Mit Hilfe des stärksten Lasers der Welt haben Forscher das Innere von Zwergplaneten für Sekundenbruchteile auf Erden erzeugt. Visualisierung: Greg Stewart/SLAC National Accelerator Laboratory; Inset: Jan Vorberger, HZDR

Mit Hilfe des stärksten Lasers der Welt haben Forscher das Innere von Zwergplaneten für Sekundenbruchteile auf Erden erzeugt. Visualisierung: Greg Stewart/SLAC National Accelerator Laboratory; Inset: Jan Vorberger, HZDR

Physiker aus Dresden und Rostock hoffen auf Erkenntnisse für Fusionskraftwerke und auf der Suche nach Leben im All

Dresden/Rostock/Livermore, 25. Mai 2023. Physiker aus Dresden und Rostock haben mit dem US-amerikanischen Superlasern das Innere von Zwergsternen auf der Erde nachgestellt. Sie hoffen, so neue Ansätze für lasergestützte Fusions-Kraftwerke zu finden – und künftig besser vorhersagen zu können, wo im Weltall womöglich Außerirdische leben könnten und wo definitiv nicht. Das geht aus einer gemeinsamen Mitteilung des Helmholtz-Zentrums Dresden-Rossendorf (HZDR) und der Uni Rostock hervor.

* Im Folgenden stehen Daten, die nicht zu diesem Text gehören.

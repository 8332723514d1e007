use commonwebacl::{AllowListConfig, RuleKind, WebAcl};
use log::{info, warn};

/*-------------------------------------------------------------------------------------------------
  Logging Functions
-------------------------------------------------------------------------------------------------*/

/*--------------------------------------------------------------------------------------
  Assembled Rules
--------------------------------------------------------------------------------------*/

pub fn assembled_rules(config: &AllowListConfig, web_acl: &WebAcl) {
    let rule_set = web_acl.rule_set();

    if rule_set.is_empty() {
        warn!("No allow-lists declared; {} allows all traffic", web_acl.name());
        return;
    }

    let count_rules = rule_set.len();
    info!("Assembled {count_rules} block rule(s) for {}", web_acl.name());

    if let Some(rule) = rule_set.get(RuleKind::Network) {
        let count_addresses: usize = rule_set
            .ip_sets()
            .iter()
            .map(|ip_set| ip_set.addresses.len())
            .sum();
        info!(
            "{} allows {count_addresses} CIDR range(s)",
            rule.name(web_acl.id())
        );
    }

    // A declared but empty list blocks the whole dimension
    if config.allowed_ipv4_address_ranges().is_some_and(|r| r.is_empty()) {
        warn!("Allowed IPv4 address ranges is empty; all IPv4 traffic will be blocked");
    }
    if config.allowed_ipv6_address_ranges().is_some_and(|r| r.is_empty()) {
        warn!("Allowed IPv6 address ranges is empty; all IPv6 traffic will be blocked");
    }
    if config.allowed_country_codes().is_some_and(|c| c.is_empty()) {
        warn!("Allowed country codes is empty; all traffic will be blocked");
    }
}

Mit 184 Laserstrahlen auf Mini-Berylliumkugel geschossen

Für ihre Experimente borgten sich die Sachsen und Mecklenburger den weltweit stärksten Laser im kalifornischen Livermore aus: In der dortigen „National Ignition Facility“ (NIF) experimentieren die Amerikaner normalerweise an ihrem eigenen Weg hin zu einem Fusionskraftwerk, das nahezu unerschöpfliche Energiemengen auf Erden liefert. In diesem Fall aber beschossen die Deutschen eine zwei Millimeter kleine Hohlkugel aus Beryllium in einem Goldzylinder solange mit 184 Hochleistungs-Laserstrahlen, bis sich das Metall im Innern bis auf etwa zwei Millionen Grad Celsius erhitzte und bis zu drei Milliarden Atmosphären verdichtete. „In der Folge entstand im Labor für einige Sekundenbruchteile ein winziges Stück Materie, das sich sonst im Universum nur in Zwergsternen finden lässt“, berichten die HZDR-Wissenschaftler.

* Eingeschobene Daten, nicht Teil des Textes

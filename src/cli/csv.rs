use commonwebacl::{Result, WebAcl};
use std::path::PathBuf;

/*-------------------------------------------------------------------------------------------------
  Save Assembled Rules to CSV File
-------------------------------------------------------------------------------------------------*/

pub fn save(web_acl: &WebAcl, path: &PathBuf) -> Result<()> {
    let mut writer = csv::Writer::from_path(path)?;

    // Write header
    writer.serialize(["Priority", "Rule", "Action", "Condition", "Scope"])?;

    // Write rule records
    for rule in web_acl.rule_set().rules() {
        let record = (
            rule.priority(),
            rule.name(web_acl.id()),
            rule.action().to_string(),
            rule.statement().to_string(),
            web_acl.scope().to_string(),
        );
        writer.serialize(record)?;
    }

    writer.flush()?;

    Ok(())
}
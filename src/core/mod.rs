/*-------------------------------------------------------------------------------------------------
  Core Modules
-------------------------------------------------------------------------------------------------*/

pub mod config;
pub mod errors;
pub mod ip_address_version;
pub mod rules;
pub mod scope;
pub mod template;
pub mod utils;
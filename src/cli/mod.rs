/*-------------------------------------------------------------------------------------------------
  Command Line Interface (CLI) Modules
-------------------------------------------------------------------------------------------------*/

mod args;
mod core;

pub mod csv;
pub mod log;
pub mod output;

/*--------------------------------------------------------------------------------------
  CLI Module Interface
--------------------------------------------------------------------------------------*/

pub use args::Args;
pub use args::OutputFormat;
pub use core::build_config;
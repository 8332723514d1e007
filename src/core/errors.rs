/*-------------------------------------------------------------------------------------------------
  Errors and Results
-------------------------------------------------------------------------------------------------*/

// Rule assembly itself never fails; errors come from parsing allow-list values, reading
// parameters files, and serializing templates.

// Error type alias used throughout the crate.
pub type Error = Box<dyn std::error::Error + Send + Sync + 'static>;

// Result type alias used throughout the crate.
pub type Result<T> = std::result::Result<T, Error>;

/*--------------------------------------------------------------------------------------
  Log Error Function
--------------------------------------------------------------------------------------*/

#[cfg(test)]
pub(crate) fn log_error(error: &Error) {
    log::error!("{}", error);
}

Dr. Dominik Kraus. Foto: A. Wirsig für das HZDR

Dr. Dominik Kraus. Foto: A. Wirsig für das HZDR

Turbulent wie in einem Kochtopf

Im Innern solcher Ministerne, aber auch von Riesenplaneten à la Jupiter drückt das Eigengewicht der Materie derart, dass die Atome kollabieren und ein zusammengepresstes Plasma aus Atomkernen und Elektronen entsteht. Darinnen herrscht eine Welt, die kein Mensch je gesehen hat oder überleben könnte. „Der Grad der Ionisation von Atomen im Inneren von Sternen ist entscheidend dafür, wie effektiv Energie vom Zentrum durch Strahlung nach außen transportiert werden kann. Ist dies zu stark eingeschränkt, wird es in den Himmelskörpern turbulent, ähnlich wie in einem Kochtopf“, erläutert Dominik Kraus, der zu Beginn des Projektes noch in Kalifornien tätig war und nun Physikprofessor an der Universität Rostock sowie HZDR-Gruppenleiter ist. „Ist es zu turbulent, könnte wahrscheinlich kein Leben, wie wir es kennen, in der nahen Umlaufbahn um kleine Sterne möglich sein.“ Und das heißt eben: Wenn die Forscher das Innere der Zwergsterne zu durchschauen lernen, können sie womöglich auch besser prognostizieren, auf welchen der bisher entdeckten Exo-Planeten im Universum womöglich Leben entstanden sein könnte.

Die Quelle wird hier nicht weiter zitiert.